Research found the cartoon logo is an enviably familiar brand in Canadian food marketing.
"There was a very strong awareness level of the blue cow, with 84 per cent of Canadians recognizing the cow," Cruz said.
And that's the dilemma.
Not a minor change
"If you have something going for you, why change it?" asks Gurprit Kindra, a marketing professor at the University of Ottawa who's done government studies on Canadian food branding (but did not work on this.)
Successful brands aren't static. But they usually evolve more gradually.
"This is a little bit more substantial than just a minor change," he said. "There might be some issues associated with identification."
Some elements — a cow, a maple leaf, the colour blue — remain.
But the new cow "stands proudly, forward-looking, bearing the Canadian leaf prominently," boasts a video prepared for the new logo's launch. The similar but lighter bright blue colour "is optimistic, and speaks to freshness."
If the cartoon cow signals dairy products are for kids, that doesn't boost consumption. And demographics have changed.
The new design "has a broader appeal to a larger audience," Kindra said.
The research says consumers know Canadian milk equals quality milk, Cruz said. Since quality is what consumers want, that's how the logo reads.
But the logo no longer specifically lays out the product's origin (Canada) or percentage of Canadian ingredients (100 per cent.)
That's still the turf this cow must defend.
There's nothing cute about trade threats from the United States, or anywhere else.
First came the Canada-European Union trade deal, which if ratified this year, will allow more cheese imports into Canada. While the future of the Trans-Pacific Partnership deal remains in doubt, it too would allow substantially more dairy imports if it came to pass.
And then there are the opening salvos fired Thursday by the American dairy lobby, suggesting that Canada's supply-managed dairy sector generally, and recent moves to limit ultra-filtered milk imports from the U.S. specifically, should be challenged at the World Trade Organization (WTO.)
Ultra-filtered milk — a thick, glue-like concentrated protein product from south of the border — has been exploiting loopholes in the North American Free Trade Agreement (NAFTA) to enter Canada for several years.
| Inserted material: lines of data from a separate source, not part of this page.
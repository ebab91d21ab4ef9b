//! Layering: funds fanned out and pushed through intermediaries
//!
//! For every source that pays several distinct accounts, each destination
//! that passes funds on is traced as one chain.

use amlwatch_core::Transaction;
use serde::{Deserialize, Serialize};

use crate::analyzer::Analyzer;
use crate::config::LayeringConfig;
use crate::error::PatternResult;
use crate::graph::TransactionGraph;
use crate::stats;

#[derive(Debug, Clone, Copy, Default, PartialEq, Eq, Serialize, Deserialize)]
pub struct LayeringFindings {
    pub complexity: u8,
    pub chain_count: usize,
}

/// One traced chain
#[derive(Debug, Clone, PartialEq, Eq)]
pub struct LayeringChain {
    pub source: String,
    /// First intermediary, where tracing starts
    pub via: String,
    /// Nodes on the longest simple path from `via`
    pub chain_length: usize,
    /// Distinct destinations of `via`
    pub branching_factor: usize,
}

impl LayeringChain {
    fn contribution(&self, multiplier: u32) -> f64 {
        (self.chain_length * self.branching_factor) as f64 * f64::from(multiplier)
    }
}

#[derive(Debug, Clone, Default)]
pub struct LayeringDetector {
    config: LayeringConfig,
}

impl LayeringDetector {
    pub fn new(config: LayeringConfig) -> Self {
        Self { config }
    }

    /// Every chain in `graph`, ordered by source then intermediary
    pub fn chains(&self, graph: &TransactionGraph) -> Vec<LayeringChain> {
        let mut chains = Vec::new();

        for source in graph.sources() {
            if graph.out_degree(source) < self.config.min_fan_out {
                continue;
            }
            for via in graph.successors(source) {
                let branching_factor = graph.out_degree(via);
                if branching_factor == 0 {
                    continue;
                }
                chains.push(LayeringChain {
                    source: source.to_string(),
                    via: via.to_string(),
                    chain_length: graph.longest_path_from(via, self.config.max_depth),
                    branching_factor,
                });
            }
        }

        chains
    }
}

impl Analyzer for LayeringDetector {
    type Output = LayeringFindings;
    const NAME: &'static str = "layering";

    fn analyze(&self, batch: &[Transaction]) -> PatternResult<LayeringFindings> {
        let graph = TransactionGraph::from_transactions(batch);
        let chains = self.chains(&graph);

        if chains.is_empty() {
            return Ok(LayeringFindings::default());
        }

        let total: f64 = chains
            .iter()
            .map(|chain| chain.contribution(self.config.chain_multiplier))
            .sum();

        Ok(LayeringFindings {
            complexity: stats::capped(total / chains.len() as f64),
            chain_count: chains.len(),
        })
    }
}
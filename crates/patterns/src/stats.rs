//! Population statistics over amounts and degrees

use crate::error::{PatternError, PatternResult};

pub(crate) fn mean(values: &[f64]) -> Option<f64> {
    if values.is_empty() {
        return None;
    }
    Some(values.iter().sum::<f64>() / values.len() as f64)
}

/// Population variance (divides by `n`)
pub(crate) fn variance(values: &[f64]) -> Option<f64> {
    let mean = mean(values)?;
    let squares: f64 = values.iter().map(|v| (v - mean).powi(2)).sum();
    Some(squares / values.len() as f64)
}

pub(crate) fn std_dev(values: &[f64]) -> Option<f64> {
    variance(values).map(f64::sqrt)
}

/// Reject statistics that overflowed
pub(crate) fn finite(analyzer: &'static str, what: &str, value: f64) -> PatternResult<f64> {
    if value.is_finite() {
        Ok(value)
    } else {
        Err(PatternError::analyzer(analyzer, format!("{what} is not finite")))
    }
}

/// `part / whole` as a rounded percentage capped at 100; 0 when `whole` is 0
pub(crate) fn percentage(part: usize, whole: usize) -> u8 {
    if whole == 0 {
        return 0;
    }
    capped((part as f64 / whole as f64) * 100.0)
}

/// Round and cap a score at 100
pub(crate) fn capped(value: f64) -> u8 {
    if !value.is_finite() {
        return 0;
    }
    value.min(100.0).max(0.0).round() as u8
}

#[cfg(test)]
mod tests {
    use super::*;

    #[test]
    fn test_population_statistics() {
        let values = [2.0, 4.0, 4.0, 4.0, 5.0, 5.0, 7.0, 9.0];
        assert_eq!(mean(&values), Some(5.0));
        assert_eq!(variance(&values), Some(4.0));
        assert_eq!(std_dev(&values), Some(2.0));
        assert_eq!(mean(&[]), None);
    }

    #[test]
    fn test_percentage() {
        assert_eq!(percentage(1, 11), 9);
        assert_eq!(percentage(1, 200), 1);
        assert_eq!(percentage(3, 2), 100);
        assert_eq!(percentage(0, 0), 0);
    }

    #[test]
    fn test_finite_rejects_overflow() {
        assert!(finite("anomaly", "mean", f64::INFINITY).is_err());
        assert_eq!(finite("anomaly", "mean", 1.5).unwrap(), 1.5);
    }
}
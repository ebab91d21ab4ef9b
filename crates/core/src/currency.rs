//! Currency - Validated ISO-style currency codes
//!
//! Transactions arrive from the reporting ledger with free-form codes.
//! Common codes get their own variant; anything else that is well-formed
//! is kept as `Other`.

use serde::{Deserialize, Serialize};
use std::fmt;
use std::str::FromStr;
use thiserror::Error;

/// Errors that can occur when parsing currencies
#[derive(Error, Debug, Clone, PartialEq, Eq)]
pub enum CurrencyError {
    #[error("Empty currency code")]
    EmptyCode,

    #[error("Currency code too long (max 10 chars): {0}")]
    TooLong(String),

    #[error("Invalid currency code format: {0}")]
    InvalidFormat(String),
}

/// Currency codes
///
/// # Examples
/// ```
/// use amlwatch_core::Currency;
///
/// let idr: Currency = "idr".parse().unwrap();
/// assert_eq!(idr, Currency::Idr);
/// assert_eq!(Currency::Usd.to_string(), "USD");
/// ```
#[derive(Debug, Clone, PartialEq, Eq, Hash, Serialize, Deserialize, Default)]
#[serde(try_from = "String", into = "String")]
pub enum Currency {
    /// Indonesian Rupiah
    #[default]
    Idr,
    /// US Dollar
    Usd,
    /// Euro
    Eur,
    /// Singapore Dollar
    Sgd,
    /// Malaysian Ringgit
    Myr,
    /// Japanese Yen
    Jpy,
    /// British Pound
    Gbp,
    /// Any other well-formed code
    Other(String),
}

impl Currency {
    /// Returns the currency code as a string slice
    pub fn code(&self) -> &str {
        match self {
            Currency::Idr => "IDR",
            Currency::Usd => "USD",
            Currency::Eur => "EUR",
            Currency::Sgd => "SGD",
            Currency::Myr => "MYR",
            Currency::Jpy => "JPY",
            Currency::Gbp => "GBP",
            Currency::Other(s) => s.as_str(),
        }
    }
}

impl fmt::Display for Currency {
    fn fmt(&self, f: &mut fmt::Formatter<'_>) -> fmt::Result {
        write!(f, "{}", self.code())
    }
}

impl FromStr for Currency {
    type Err = CurrencyError;

    fn from_str(s: &str) -> Result<Self, Self::Err> {
        let s = s.trim().to_uppercase();

        if s.is_empty() {
            return Err(CurrencyError::EmptyCode);
        }

        if s.len() > 10 {
            return Err(CurrencyError::TooLong(s));
        }

        if !s.chars().all(|c| c.is_ascii_alphanumeric()) {
            return Err(CurrencyError::InvalidFormat(s));
        }

        Ok(match s.as_str() {
            "IDR" => Currency::Idr,
            "USD" => Currency::Usd,
            "EUR" => Currency::Eur,
            "SGD" => Currency::Sgd,
            "MYR" => Currency::Myr,
            "JPY" => Currency::Jpy,
            "GBP" => Currency::Gbp,
            _ => Currency::Other(s),
        })
    }
}

impl TryFrom<String> for Currency {
    type Error = CurrencyError;

    fn try_from(s: String) -> Result<Self, Self::Error> {
        s.parse()
    }
}

impl From<Currency> for String {
    fn from(c: Currency) -> Self {
        c.code().to_string()
    }
}
//! Scoring errors

use amlwatch_core::TransactionError;
use amlwatch_history::HistoryError;
use thiserror::Error;

/// Errors from the risk scorer
///
/// Only `InvalidInput` and `TaskFailed` ever reach the caller of
/// [`crate::RiskScorer`]; history failures are turned into the fallback
/// score and reported inside the assessment.
#[derive(Debug, Error)]
pub enum ScoringError {
    #[error("Invalid transaction: {0}")]
    InvalidInput(#[from] TransactionError),

    #[error("History lookup failed: {0}")]
    History(#[from] HistoryError),

    #[error("History lookup timeout after {0}ms")]
    Timeout(u64),

    #[error("Configuration error: {0}")]
    Config(String),

    #[error("Scoring task failed: {0}")]
    TaskFailed(String),

    #[error("IO error: {0}")]
    Io(#[from] std::io::Error),

    #[error("Serialization error: {0}")]
    Serde(#[from] serde_json::Error),
}

impl ScoringError {
    /// True for failures that are recovered with the fallback score
    pub fn is_data_access(&self) -> bool {
        matches!(self, ScoringError::History(_) | ScoringError::Timeout(_))
    }
}

/// Result type for scoring operations
pub type ScoringResult<T> = Result<T, ScoringError>;

#[cfg(test)]
mod tests {
    use super::*;

    #[test]
    fn test_timeout_is_data_access() {
        let err = ScoringError::Timeout(2000);
        assert!(err.is_data_access());
        assert!(err.to_string().contains("2000ms"));
    }

    #[test]
    fn test_invalid_input_is_not_data_access() {
        let err = ScoringError::from(TransactionError::MissingId);
        assert!(!err.is_data_access());
        assert!(err.to_string().contains("Transaction id is empty"));
    }
}
//! In-memory history snapshot
//!
//! Holds a fixed set of transactions and answers history queries from it.
//! Can be filled programmatically or loaded from a JSONL export (one
//! transaction per line).

use std::fs::File;
use std::io::{BufRead, BufReader};
use std::path::Path;
use std::sync::{PoisonError, RwLock};

use amlwatch_core::Transaction;
use async_trait::async_trait;
use chrono::{DateTime, Duration, Utc};

use crate::error::HistoryError;
use crate::provider::HistoryProvider;

/// Snapshot-backed history provider
pub struct InMemoryHistory {
    transactions: RwLock<Vec<Transaction>>,
    /// Fixed "now" for window queries; wall clock when unset
    as_of: Option<DateTime<Utc>>,
}

impl InMemoryHistory {
    /// Create an empty history
    pub fn new() -> Self {
        Self {
            transactions: RwLock::new(Vec::new()),
            as_of: None,
        }
    }

    /// Create a history holding `transactions`
    pub fn with_transactions(transactions: Vec<Transaction>) -> Self {
        Self {
            transactions: RwLock::new(transactions),
            as_of: None,
        }
    }

    /// Pin the reference time used by [`HistoryProvider::recent_in_window`].
    pub fn as_of(mut self, now: DateTime<Utc>) -> Self {
        self.as_of = Some(now);
        self
    }

    /// Load a JSONL export. Blank lines are skipped; every other line must
    /// be a valid transaction.
    pub fn from_jsonl(path: impl AsRef<Path>) -> Result<Self, HistoryError> {
        let file = File::open(path.as_ref())?;
        let reader = BufReader::new(file);
        let mut transactions = Vec::new();

        for (index, line) in reader.lines().enumerate() {
            let line = line?;
            if line.trim().is_empty() {
                continue;
            }
            let line_no = index + 1;
            let tx: Transaction = serde_json::from_str(&line)
                .map_err(|source| HistoryError::Parse { line: line_no, source })?;
            tx.validate()
                .map_err(|source| HistoryError::Invalid { line: line_no, source })?;
            transactions.push(tx);
        }

        tracing::debug!(
            path = %path.as_ref().display(),
            count = transactions.len(),
            "Loaded transaction history"
        );

        Ok(Self::with_transactions(transactions))
    }

    /// Add a transaction to the snapshot
    pub fn insert(&self, tx: Transaction) {
        self.transactions
            .write()
            .unwrap_or_else(PoisonError::into_inner)
            .push(tx);
    }

    /// Number of transactions held
    pub fn len(&self) -> usize {
        self.transactions
            .read()
            .unwrap_or_else(PoisonError::into_inner)
            .len()
    }

    /// True when no transaction is held
    pub fn is_empty(&self) -> bool {
        self.len() == 0
    }

    /// Copy of every held transaction
    pub fn snapshot(&self) -> Vec<Transaction> {
        self.transactions
            .read()
            .unwrap_or_else(PoisonError::into_inner)
            .clone()
    }

    fn now(&self) -> DateTime<Utc> {
        self.as_of.unwrap_or_else(Utc::now)
    }
}

impl Default for InMemoryHistory {
    fn default() -> Self {
        Self::new()
    }
}

#[async_trait]
impl HistoryProvider for InMemoryHistory {
    async fn recent_for_account(
        &self,
        account_id: &str,
        limit: usize,
    ) -> Result<Vec<Transaction>, HistoryError> {
        let transactions = self
            .transactions
            .read()
            .map_err(|_| HistoryError::Unavailable("history lock poisoned".to_string()))?;

        let mut matching: Vec<Transaction> = transactions
            .iter()
            .filter(|tx| tx.involves(account_id))
            .cloned()
            .collect();
        matching.sort_by(|a, b| b.created_at.cmp(&a.created_at));
        matching.truncate(limit);
        Ok(matching)
    }

    async fn recent_in_window(&self, window: Duration) -> Result<Vec<Transaction>, HistoryError> {
        // A window reaching past the representable range covers everything.
        let cutoff = self
            .now()
            .checked_sub_signed(window)
            .unwrap_or(DateTime::<Utc>::MIN_UTC);
        let transactions = self
            .transactions
            .read()
            .map_err(|_| HistoryError::Unavailable("history lock poisoned".to_string()))?;

        Ok(transactions
            .iter()
            .filter(|tx| tx.created_at >= cutoff)
            .cloned()
            .collect())
    }
}
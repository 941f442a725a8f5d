use super::{EngineError, LogEngine};
use crate::domain::Field;

/// Bridge engine that re-emits records as `tracing` events.
///
/// `tracing` requires field names to be known at compile time, so accumulated
/// fields are rendered into a single space-joined `fields` attribute. Flush
/// is a no-op: buffering belongs to the installed subscriber.
#[derive(Debug, Default, Clone, Copy)]
pub struct TracingEngine;

fn render_fields(fields: &[Field]) -> String {
    let mut rendered: Vec<String> = fields
        .iter()
        .map(|field| format!("{}={}", field.key, field.value))
        .collect();
    // Field list order is unspecified; sort for stable output.
    rendered.sort();
    rendered.join(" ")
}

impl LogEngine for TracingEngine {
    fn debug(&self, message: &str, fields: &[Field]) {
        tracing::debug!(fields = %render_fields(fields), "{}", message);
    }

    fn info(&self, message: &str, fields: &[Field]) {
        tracing::info!(fields = %render_fields(fields), "{}", message);
    }

    fn warn(&self, message: &str, fields: &[Field]) {
        tracing::warn!(fields = %render_fields(fields), "{}", message);
    }

    fn error(&self, message: &str, fields: &[Field]) {
        tracing::error!(fields = %render_fields(fields), "{}", message);
    }

    fn flush(&self) -> Result<(), EngineError> {
        Ok(())
    }
}
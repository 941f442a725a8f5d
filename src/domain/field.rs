use chrono::{DateTime, Utc};
use serde::{Serialize, Serializer};
use std::collections::HashMap;
use std::fmt;
use std::time::Duration;

/// A typed log field value.
///
/// One variant per typed setter on the entry builder. `Error(None)` is the
/// "no error" marker: the error setter records the `"error"` key even when
/// there is no error to attach.
#[derive(Debug, Clone, PartialEq)]
pub enum FieldValue {
    Str(String),
    Int(i64),
    Uint(u64),
    Bool(bool),
    Float(f64),
    Time(DateTime<Utc>),
    Duration(Duration),
    Error(Option<String>),
}

impl Serialize for FieldValue {
    fn serialize<S: Serializer>(&self, serializer: S) -> Result<S::Ok, S::Error> {
        match self {
            FieldValue::Str(v) => serializer.serialize_str(v),
            FieldValue::Int(v) => serializer.serialize_i64(*v),
            FieldValue::Uint(v) => serializer.serialize_u64(*v),
            FieldValue::Bool(v) => serializer.serialize_bool(*v),
            FieldValue::Float(v) => serializer.serialize_f64(*v),
            FieldValue::Time(v) => serializer.serialize_str(&v.to_rfc3339()),
            // Durations encode as fractional seconds
            FieldValue::Duration(v) => serializer.serialize_f64(v.as_secs_f64()),
            FieldValue::Error(Some(v)) => serializer.serialize_str(v),
            FieldValue::Error(None) => serializer.serialize_none(),
        }
    }
}

impl fmt::Display for FieldValue {
    fn fmt(&self, f: &mut fmt::Formatter<'_>) -> fmt::Result {
        match self {
            FieldValue::Str(v) => f.write_str(v),
            FieldValue::Int(v) => write!(f, "{v}"),
            FieldValue::Uint(v) => write!(f, "{v}"),
            FieldValue::Bool(v) => write!(f, "{v}"),
            FieldValue::Float(v) => write!(f, "{v}"),
            FieldValue::Time(v) => f.write_str(&v.to_rfc3339()),
            FieldValue::Duration(v) => write!(f, "{}s", v.as_secs_f64()),
            FieldValue::Error(Some(v)) => f.write_str(v),
            FieldValue::Error(None) => f.write_str("<none>"),
        }
    }
}

/// A named, typed value attached to a log record.
///
/// Engines receive fields as an unordered list; the entry builder keeps them
/// keyed in a [`FieldMap`] until emission.
#[derive(Debug, Clone, PartialEq, Serialize)]
pub struct Field {
    pub key: String,
    pub value: FieldValue,
}

/// Keyed field storage. Later writes to the same key replace earlier ones.
pub type FieldMap = HashMap<String, FieldValue>;
use super::{EngineError, LogEngine};
use crate::domain::{Field, Severity};
use chrono::Utc;
use parking_lot::Mutex;
use std::fs::{File, OpenOptions};
use std::io::{self, Write};
use std::path::Path;

/// JSON-lines engine: one compact object per record.
///
/// Record shape is `{"ts": ..., "level": ..., "msg": ..., <fields>...}` with
/// an RFC 3339 timestamp. Records below `min_level` are dropped. Write
/// failures during emit are dropped too; only `flush` reports errors, and the
/// facade discards those as well.
pub struct JsonEngine<W: Write> {
    writer: Mutex<W>,
    min_level: Severity,
}

impl<W: Write> JsonEngine<W> {
    pub fn new(writer: W) -> Self {
        Self {
            writer: Mutex::new(writer),
            min_level: Severity::Debug,
        }
    }

    /// Drop records below `level` at the engine.
    #[must_use]
    pub fn with_min_level(mut self, level: Severity) -> Self {
        self.min_level = level;
        self
    }

    /// Recover the writer, e.g. to inspect captured output in tests.
    pub fn into_inner(self) -> W {
        self.writer.into_inner()
    }

    fn emit(&self, severity: Severity, message: &str, fields: &[Field]) {
        if severity < self.min_level {
            return;
        }

        let mut record = serde_json::Map::new();
        record.insert("ts".into(), serde_json::json!(Utc::now().to_rfc3339()));
        record.insert("level".into(), serde_json::json!(severity.as_str()));
        record.insert("msg".into(), serde_json::json!(message));
        for field in fields {
            let value = serde_json::to_value(&field.value).unwrap_or(serde_json::Value::Null);
            record.insert(field.key.clone(), value);
        }

        let mut writer = self.writer.lock();
        let _ = writeln!(writer, "{}", serde_json::Value::Object(record));
    }
}

impl JsonEngine<io::Stdout> {
    pub fn stdout() -> Self {
        Self::new(io::stdout())
    }
}

impl JsonEngine<io::Stderr> {
    pub fn stderr() -> Self {
        Self::new(io::stderr())
    }
}

impl JsonEngine<File> {
    /// Open (or create) `path` in append mode.
    pub fn file(path: impl AsRef<Path>) -> Result<Self, EngineError> {
        let file = OpenOptions::new()
            .create(true)
            .append(true)
            .open(path.as_ref())?;
        Ok(Self::new(file))
    }
}

impl<W: Write + Send> LogEngine for JsonEngine<W> {
    fn debug(&self, message: &str, fields: &[Field]) {
        self.emit(Severity::Debug, message, fields);
    }

    fn info(&self, message: &str, fields: &[Field]) {
        self.emit(Severity::Info, message, fields);
    }

    fn warn(&self, message: &str, fields: &[Field]) {
        self.emit(Severity::Warn, message, fields);
    }

    fn error(&self, message: &str, fields: &[Field]) {
        self.emit(Severity::Error, message, fields);
    }

    fn flush(&self) -> Result<(), EngineError> {
        self.writer.lock().flush()?;
        Ok(())
    }
}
Dairy processors making things like ice cream or cheese, including lactose-free products, have an alternative U.S. ingredient, displacing domestic supplies.
Canadian processors don't make ultra-filtered or diafiltered milk ingredients. That may change, but in the meantime — and contrary to what some may assume in a country critics refer to as having a monopoly dairy cartel — not everything in the dairy case is Canadian.
Enter that blue maple leaf.
New cow appearing next month
A public opinion survey the dairy farmers did in 2015, timed to coincide with TPP negotiations, suggested 85 per cent of Canadians agreed with the statement they "didn't mind paying more for Canadian dairy products because they are hormone-free."
Kindra wonders why the logo isn't making a health pitch, based on the fact that bovine growth hormones aren't allowed for Canadian dairy herds.
While science hasn't concluded bovine growth hormones make milk unsafe for humans to consume, some consumers may prefer to avoid them.
"That is the crux of the matter in my opinion, and this logo doesn't speak to that," he said. "Most Americans would not be aware of this fact either, and that makes Canadian milk rather special."
"Trust in quality is crucial," he said.
But milk is a commodity product, similar to gasoline. Consumers may not see the difference.
A push is on to certify dairy processors to use the new image.
It debuts in February, first on dairy products from Quebec-based dairy cooperative Agropur on brands like Natrel and Québon.
Agropur decided last year not to import dairy ingredients, winning praise from farmers.
Other dairy processors certified to use the old logo can switch to the new look too, including small producers who use local ingredients as a selling point.
A new television and print ad campaign for Canadian milk also rolls out Monday.